▶ WORK REQUIRED
Scan the records for the string "their"; copy each line where it occurs.

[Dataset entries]
┌────────

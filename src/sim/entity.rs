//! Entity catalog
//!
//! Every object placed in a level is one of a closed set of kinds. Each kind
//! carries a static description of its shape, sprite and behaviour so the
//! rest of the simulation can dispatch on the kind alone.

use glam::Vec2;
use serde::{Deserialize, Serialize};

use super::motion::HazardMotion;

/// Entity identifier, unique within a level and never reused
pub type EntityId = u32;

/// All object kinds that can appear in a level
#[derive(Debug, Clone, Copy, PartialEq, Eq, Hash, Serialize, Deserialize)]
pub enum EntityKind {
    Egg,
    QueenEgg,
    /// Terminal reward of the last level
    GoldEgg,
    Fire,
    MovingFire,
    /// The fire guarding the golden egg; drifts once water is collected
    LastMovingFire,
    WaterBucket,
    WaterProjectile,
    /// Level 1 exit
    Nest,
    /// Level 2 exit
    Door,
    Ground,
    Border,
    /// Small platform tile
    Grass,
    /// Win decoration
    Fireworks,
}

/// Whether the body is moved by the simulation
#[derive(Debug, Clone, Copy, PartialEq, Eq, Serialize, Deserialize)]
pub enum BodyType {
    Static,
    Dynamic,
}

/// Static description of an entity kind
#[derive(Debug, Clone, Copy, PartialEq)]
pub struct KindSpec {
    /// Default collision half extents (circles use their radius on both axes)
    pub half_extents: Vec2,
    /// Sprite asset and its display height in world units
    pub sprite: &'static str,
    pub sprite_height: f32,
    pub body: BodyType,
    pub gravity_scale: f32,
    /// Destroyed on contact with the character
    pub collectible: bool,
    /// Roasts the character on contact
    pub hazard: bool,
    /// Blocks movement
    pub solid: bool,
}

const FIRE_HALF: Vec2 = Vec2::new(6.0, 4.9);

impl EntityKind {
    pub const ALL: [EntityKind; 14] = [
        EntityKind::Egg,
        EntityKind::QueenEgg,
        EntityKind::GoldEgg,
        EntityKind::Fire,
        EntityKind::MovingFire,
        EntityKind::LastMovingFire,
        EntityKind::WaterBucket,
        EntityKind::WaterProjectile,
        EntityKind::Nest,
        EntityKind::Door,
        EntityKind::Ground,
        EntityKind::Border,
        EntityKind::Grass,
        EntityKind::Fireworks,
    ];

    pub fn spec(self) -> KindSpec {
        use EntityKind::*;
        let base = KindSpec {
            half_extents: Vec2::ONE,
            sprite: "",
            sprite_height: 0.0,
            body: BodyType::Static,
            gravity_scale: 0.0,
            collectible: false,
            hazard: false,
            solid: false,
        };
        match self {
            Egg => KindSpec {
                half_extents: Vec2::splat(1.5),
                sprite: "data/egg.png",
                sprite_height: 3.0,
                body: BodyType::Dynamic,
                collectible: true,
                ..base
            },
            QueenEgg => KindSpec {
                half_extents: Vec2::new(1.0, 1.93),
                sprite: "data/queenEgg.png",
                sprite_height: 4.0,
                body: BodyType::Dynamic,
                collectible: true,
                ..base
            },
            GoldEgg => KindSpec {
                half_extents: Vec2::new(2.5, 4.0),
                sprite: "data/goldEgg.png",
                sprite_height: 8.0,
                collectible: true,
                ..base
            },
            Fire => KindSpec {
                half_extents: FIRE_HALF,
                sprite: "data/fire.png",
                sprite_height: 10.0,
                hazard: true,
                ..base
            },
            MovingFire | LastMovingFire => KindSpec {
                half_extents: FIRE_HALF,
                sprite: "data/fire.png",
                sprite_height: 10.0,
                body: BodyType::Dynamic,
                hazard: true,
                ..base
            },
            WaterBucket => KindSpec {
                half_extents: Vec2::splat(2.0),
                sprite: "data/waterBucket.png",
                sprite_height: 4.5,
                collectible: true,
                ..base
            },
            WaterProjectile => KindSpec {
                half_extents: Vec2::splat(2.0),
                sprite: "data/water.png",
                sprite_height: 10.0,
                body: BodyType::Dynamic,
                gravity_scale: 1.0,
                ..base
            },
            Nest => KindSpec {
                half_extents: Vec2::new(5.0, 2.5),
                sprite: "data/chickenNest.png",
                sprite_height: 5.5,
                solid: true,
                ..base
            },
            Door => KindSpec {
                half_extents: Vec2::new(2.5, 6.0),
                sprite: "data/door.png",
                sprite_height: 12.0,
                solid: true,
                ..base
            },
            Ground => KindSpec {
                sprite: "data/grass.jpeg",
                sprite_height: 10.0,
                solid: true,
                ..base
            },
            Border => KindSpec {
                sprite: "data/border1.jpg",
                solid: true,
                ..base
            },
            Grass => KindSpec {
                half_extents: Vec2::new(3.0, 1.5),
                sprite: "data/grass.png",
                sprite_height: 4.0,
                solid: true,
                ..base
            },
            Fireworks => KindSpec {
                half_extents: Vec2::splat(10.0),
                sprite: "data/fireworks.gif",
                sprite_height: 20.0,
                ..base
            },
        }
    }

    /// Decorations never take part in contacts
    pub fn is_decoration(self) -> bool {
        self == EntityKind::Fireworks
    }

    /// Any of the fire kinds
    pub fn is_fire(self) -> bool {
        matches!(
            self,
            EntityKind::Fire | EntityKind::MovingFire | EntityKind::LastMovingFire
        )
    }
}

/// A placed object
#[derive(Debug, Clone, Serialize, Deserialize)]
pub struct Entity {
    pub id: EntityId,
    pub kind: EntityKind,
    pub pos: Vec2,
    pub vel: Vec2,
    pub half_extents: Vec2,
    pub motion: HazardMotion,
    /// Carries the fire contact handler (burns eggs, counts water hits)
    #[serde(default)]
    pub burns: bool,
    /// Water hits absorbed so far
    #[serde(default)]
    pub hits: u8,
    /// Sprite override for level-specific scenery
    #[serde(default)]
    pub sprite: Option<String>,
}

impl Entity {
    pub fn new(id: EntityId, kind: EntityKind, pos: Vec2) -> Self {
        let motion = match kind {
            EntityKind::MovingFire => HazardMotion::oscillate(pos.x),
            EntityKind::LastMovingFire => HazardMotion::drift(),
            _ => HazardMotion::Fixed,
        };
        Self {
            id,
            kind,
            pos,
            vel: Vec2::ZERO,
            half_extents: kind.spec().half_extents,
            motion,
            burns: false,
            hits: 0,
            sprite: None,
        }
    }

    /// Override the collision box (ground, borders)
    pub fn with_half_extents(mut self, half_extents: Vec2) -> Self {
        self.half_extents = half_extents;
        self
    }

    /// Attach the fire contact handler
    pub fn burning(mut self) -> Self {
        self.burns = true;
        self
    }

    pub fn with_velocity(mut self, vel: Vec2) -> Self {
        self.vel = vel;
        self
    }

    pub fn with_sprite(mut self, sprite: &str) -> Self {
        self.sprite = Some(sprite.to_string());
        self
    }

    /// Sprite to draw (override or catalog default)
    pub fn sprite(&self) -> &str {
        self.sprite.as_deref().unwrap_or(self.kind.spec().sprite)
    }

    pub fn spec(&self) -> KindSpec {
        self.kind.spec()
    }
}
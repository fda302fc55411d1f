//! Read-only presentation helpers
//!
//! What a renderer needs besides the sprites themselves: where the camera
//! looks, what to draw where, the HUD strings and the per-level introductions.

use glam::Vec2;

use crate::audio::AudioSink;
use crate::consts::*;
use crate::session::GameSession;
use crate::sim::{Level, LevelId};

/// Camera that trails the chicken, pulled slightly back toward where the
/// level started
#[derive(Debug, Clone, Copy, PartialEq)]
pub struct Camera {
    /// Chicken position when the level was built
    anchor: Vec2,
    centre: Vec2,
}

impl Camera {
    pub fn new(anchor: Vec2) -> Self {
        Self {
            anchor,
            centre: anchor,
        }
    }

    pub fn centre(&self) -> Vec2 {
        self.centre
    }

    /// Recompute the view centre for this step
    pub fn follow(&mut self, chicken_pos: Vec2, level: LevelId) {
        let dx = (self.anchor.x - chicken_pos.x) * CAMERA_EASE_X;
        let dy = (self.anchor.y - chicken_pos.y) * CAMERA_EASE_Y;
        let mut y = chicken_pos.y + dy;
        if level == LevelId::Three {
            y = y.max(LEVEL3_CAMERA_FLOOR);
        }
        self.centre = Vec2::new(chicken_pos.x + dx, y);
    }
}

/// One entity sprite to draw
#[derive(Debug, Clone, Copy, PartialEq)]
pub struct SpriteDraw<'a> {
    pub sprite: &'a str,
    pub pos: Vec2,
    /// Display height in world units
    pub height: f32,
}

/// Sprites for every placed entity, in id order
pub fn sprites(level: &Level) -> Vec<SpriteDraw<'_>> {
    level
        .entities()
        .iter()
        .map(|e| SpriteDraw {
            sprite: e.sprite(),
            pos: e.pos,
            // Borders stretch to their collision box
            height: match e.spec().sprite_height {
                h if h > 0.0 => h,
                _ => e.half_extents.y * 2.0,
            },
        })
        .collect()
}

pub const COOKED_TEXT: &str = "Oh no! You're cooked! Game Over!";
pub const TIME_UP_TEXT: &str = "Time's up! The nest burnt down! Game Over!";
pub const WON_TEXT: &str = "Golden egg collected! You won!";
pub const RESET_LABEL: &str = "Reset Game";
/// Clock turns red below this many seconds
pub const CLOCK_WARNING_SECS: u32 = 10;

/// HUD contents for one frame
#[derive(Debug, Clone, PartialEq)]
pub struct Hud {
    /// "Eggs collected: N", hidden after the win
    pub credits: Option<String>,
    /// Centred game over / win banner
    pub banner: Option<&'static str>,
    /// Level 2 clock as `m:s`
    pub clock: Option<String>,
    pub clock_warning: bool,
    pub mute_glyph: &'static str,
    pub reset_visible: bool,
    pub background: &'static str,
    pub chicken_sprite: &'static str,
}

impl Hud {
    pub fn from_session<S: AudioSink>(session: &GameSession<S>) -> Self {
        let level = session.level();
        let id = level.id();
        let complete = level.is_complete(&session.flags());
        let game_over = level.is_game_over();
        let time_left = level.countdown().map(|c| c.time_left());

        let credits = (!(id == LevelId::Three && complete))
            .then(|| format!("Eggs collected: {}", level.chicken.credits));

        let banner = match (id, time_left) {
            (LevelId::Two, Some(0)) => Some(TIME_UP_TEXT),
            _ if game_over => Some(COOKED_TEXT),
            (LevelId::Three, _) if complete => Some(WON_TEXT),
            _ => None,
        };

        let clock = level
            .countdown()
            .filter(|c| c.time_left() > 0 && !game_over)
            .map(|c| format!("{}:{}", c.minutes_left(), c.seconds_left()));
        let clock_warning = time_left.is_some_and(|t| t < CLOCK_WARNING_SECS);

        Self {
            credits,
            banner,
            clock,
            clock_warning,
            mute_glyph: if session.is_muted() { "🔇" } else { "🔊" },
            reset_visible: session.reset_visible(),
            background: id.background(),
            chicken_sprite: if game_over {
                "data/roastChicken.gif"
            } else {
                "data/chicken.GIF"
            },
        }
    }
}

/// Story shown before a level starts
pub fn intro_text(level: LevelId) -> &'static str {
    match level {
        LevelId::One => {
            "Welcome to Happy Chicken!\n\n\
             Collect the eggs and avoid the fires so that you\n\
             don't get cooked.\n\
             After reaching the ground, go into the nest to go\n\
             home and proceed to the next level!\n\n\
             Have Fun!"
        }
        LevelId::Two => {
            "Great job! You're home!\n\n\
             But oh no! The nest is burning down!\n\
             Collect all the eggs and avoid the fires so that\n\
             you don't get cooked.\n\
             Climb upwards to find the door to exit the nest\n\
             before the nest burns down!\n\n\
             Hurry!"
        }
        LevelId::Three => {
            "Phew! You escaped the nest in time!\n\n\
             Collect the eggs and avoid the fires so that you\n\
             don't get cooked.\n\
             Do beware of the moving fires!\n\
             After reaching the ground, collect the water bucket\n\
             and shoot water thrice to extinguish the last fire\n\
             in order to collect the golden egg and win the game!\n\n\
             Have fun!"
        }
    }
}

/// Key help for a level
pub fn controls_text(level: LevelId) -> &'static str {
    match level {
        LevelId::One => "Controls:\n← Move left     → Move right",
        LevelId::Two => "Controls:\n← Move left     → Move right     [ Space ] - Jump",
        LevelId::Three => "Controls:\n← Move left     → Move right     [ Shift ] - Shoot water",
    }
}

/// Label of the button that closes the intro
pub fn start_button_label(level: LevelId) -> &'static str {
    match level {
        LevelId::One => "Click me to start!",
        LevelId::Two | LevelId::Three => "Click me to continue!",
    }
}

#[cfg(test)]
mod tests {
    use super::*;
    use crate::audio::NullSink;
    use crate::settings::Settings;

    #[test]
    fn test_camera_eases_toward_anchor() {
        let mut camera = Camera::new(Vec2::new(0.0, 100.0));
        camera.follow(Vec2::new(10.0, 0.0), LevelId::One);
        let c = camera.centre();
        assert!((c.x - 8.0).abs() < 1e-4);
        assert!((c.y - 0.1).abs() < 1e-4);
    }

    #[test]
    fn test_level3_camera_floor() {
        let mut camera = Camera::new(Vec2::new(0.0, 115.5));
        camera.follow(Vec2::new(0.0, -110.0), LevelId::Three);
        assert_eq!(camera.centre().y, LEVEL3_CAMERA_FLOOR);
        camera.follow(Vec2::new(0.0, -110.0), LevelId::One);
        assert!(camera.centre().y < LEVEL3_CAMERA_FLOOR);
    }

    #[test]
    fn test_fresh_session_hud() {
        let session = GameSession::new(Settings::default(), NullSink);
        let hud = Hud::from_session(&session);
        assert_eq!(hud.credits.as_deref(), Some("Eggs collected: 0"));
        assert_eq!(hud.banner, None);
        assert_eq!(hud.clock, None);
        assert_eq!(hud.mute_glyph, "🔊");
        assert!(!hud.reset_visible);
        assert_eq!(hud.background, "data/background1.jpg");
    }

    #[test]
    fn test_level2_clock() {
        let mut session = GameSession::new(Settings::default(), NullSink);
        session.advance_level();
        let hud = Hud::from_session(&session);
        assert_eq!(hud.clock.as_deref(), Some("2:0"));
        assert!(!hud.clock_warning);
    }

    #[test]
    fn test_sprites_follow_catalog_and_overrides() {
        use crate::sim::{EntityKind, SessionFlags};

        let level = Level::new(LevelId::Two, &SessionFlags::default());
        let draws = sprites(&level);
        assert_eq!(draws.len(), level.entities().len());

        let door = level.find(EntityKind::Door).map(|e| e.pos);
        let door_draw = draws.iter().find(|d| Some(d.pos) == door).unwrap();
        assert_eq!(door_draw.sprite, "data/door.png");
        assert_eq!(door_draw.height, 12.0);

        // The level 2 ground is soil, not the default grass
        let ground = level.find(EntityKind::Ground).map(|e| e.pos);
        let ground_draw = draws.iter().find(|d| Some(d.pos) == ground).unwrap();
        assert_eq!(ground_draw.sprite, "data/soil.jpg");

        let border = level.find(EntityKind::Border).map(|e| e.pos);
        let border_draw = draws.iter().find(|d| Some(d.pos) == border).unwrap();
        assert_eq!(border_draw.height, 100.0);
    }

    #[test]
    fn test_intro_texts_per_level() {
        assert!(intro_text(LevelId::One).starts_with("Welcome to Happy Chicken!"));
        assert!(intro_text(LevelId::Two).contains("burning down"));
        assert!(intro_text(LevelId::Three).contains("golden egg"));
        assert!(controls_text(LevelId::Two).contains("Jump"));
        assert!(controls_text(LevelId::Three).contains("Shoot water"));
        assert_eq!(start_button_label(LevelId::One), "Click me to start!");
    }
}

└────────
┌────────

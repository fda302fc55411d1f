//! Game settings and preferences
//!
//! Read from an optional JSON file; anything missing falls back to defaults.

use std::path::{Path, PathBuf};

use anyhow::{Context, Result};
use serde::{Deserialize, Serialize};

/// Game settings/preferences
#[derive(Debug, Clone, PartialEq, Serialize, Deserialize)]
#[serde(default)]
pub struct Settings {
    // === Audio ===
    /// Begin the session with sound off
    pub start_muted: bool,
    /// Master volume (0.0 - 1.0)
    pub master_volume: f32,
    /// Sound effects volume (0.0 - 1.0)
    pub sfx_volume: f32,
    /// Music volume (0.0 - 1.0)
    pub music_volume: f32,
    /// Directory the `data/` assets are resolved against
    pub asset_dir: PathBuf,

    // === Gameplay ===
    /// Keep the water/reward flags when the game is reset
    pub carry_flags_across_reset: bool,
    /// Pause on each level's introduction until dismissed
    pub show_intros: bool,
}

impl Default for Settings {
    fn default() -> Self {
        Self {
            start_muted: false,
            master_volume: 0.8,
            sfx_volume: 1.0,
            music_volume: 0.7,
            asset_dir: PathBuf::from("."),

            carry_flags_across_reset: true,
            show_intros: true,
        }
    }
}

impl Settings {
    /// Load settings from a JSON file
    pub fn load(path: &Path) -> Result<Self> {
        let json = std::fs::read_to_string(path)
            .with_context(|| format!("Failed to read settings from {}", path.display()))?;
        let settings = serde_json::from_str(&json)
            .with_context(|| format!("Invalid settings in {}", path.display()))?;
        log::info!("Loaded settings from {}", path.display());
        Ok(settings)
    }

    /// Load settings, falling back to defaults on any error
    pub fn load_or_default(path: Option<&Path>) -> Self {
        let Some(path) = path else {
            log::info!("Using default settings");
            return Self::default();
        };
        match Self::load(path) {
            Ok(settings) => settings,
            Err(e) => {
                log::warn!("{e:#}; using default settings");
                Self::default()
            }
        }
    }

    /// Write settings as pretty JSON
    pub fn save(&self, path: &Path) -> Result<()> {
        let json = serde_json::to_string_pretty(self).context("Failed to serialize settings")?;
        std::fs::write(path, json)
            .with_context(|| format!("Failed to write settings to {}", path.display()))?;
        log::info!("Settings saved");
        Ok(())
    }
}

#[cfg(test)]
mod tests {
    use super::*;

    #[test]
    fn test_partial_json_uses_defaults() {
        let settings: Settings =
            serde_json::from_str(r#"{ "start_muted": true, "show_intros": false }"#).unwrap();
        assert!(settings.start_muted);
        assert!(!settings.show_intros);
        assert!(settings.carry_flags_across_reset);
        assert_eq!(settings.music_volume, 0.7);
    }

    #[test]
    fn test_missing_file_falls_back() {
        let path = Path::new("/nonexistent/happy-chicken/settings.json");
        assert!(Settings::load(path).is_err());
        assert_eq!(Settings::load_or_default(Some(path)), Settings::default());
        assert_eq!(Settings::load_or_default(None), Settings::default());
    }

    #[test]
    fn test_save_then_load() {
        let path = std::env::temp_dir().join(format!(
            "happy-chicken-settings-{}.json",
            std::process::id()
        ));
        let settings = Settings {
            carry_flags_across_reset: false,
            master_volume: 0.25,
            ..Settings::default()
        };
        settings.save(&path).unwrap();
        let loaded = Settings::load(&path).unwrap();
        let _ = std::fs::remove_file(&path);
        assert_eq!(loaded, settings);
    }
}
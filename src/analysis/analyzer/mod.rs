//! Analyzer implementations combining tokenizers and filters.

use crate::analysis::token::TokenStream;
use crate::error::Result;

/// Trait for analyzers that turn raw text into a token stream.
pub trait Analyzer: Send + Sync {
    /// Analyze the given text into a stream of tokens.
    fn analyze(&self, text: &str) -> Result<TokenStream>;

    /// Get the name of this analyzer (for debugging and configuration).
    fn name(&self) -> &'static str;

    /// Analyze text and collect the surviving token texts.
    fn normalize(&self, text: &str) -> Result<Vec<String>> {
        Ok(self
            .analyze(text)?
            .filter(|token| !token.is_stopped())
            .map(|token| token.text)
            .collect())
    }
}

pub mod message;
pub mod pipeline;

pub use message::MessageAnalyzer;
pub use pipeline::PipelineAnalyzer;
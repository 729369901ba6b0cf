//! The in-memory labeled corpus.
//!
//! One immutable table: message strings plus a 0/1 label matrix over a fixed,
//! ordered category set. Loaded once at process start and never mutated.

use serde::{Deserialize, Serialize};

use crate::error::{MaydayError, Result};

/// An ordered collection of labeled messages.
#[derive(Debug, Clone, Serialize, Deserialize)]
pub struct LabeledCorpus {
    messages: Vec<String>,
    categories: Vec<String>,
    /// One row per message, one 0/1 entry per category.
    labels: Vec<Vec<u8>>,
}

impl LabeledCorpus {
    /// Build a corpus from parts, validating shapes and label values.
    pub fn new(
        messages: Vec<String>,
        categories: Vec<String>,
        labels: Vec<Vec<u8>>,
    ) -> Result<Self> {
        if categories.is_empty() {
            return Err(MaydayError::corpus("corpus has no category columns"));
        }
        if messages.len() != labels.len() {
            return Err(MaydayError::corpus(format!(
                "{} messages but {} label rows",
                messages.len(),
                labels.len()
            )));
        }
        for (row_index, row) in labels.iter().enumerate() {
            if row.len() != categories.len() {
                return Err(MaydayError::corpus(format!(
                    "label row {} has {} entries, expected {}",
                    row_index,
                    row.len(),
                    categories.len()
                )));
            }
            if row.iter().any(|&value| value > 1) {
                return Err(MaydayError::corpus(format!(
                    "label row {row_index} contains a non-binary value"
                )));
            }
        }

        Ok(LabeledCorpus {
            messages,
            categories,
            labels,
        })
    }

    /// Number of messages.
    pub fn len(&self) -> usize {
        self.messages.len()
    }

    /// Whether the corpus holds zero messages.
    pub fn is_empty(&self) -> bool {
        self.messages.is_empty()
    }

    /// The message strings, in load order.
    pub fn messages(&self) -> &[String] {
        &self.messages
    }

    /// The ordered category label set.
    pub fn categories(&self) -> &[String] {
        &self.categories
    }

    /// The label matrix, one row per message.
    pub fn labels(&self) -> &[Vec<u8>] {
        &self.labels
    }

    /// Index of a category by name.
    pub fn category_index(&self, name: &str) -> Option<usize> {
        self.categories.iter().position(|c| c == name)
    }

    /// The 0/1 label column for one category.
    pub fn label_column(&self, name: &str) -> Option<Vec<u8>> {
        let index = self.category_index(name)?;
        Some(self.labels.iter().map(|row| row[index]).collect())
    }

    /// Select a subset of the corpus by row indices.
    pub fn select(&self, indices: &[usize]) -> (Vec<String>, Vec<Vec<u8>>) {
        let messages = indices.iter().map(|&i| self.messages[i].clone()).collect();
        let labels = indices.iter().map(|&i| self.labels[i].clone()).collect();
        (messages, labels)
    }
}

└────────

▶ SOLUTION FOR THIS PROBLEM
    /// Default collision half extents (circles use their radius on both axes)
            // Borders stretch to their collision box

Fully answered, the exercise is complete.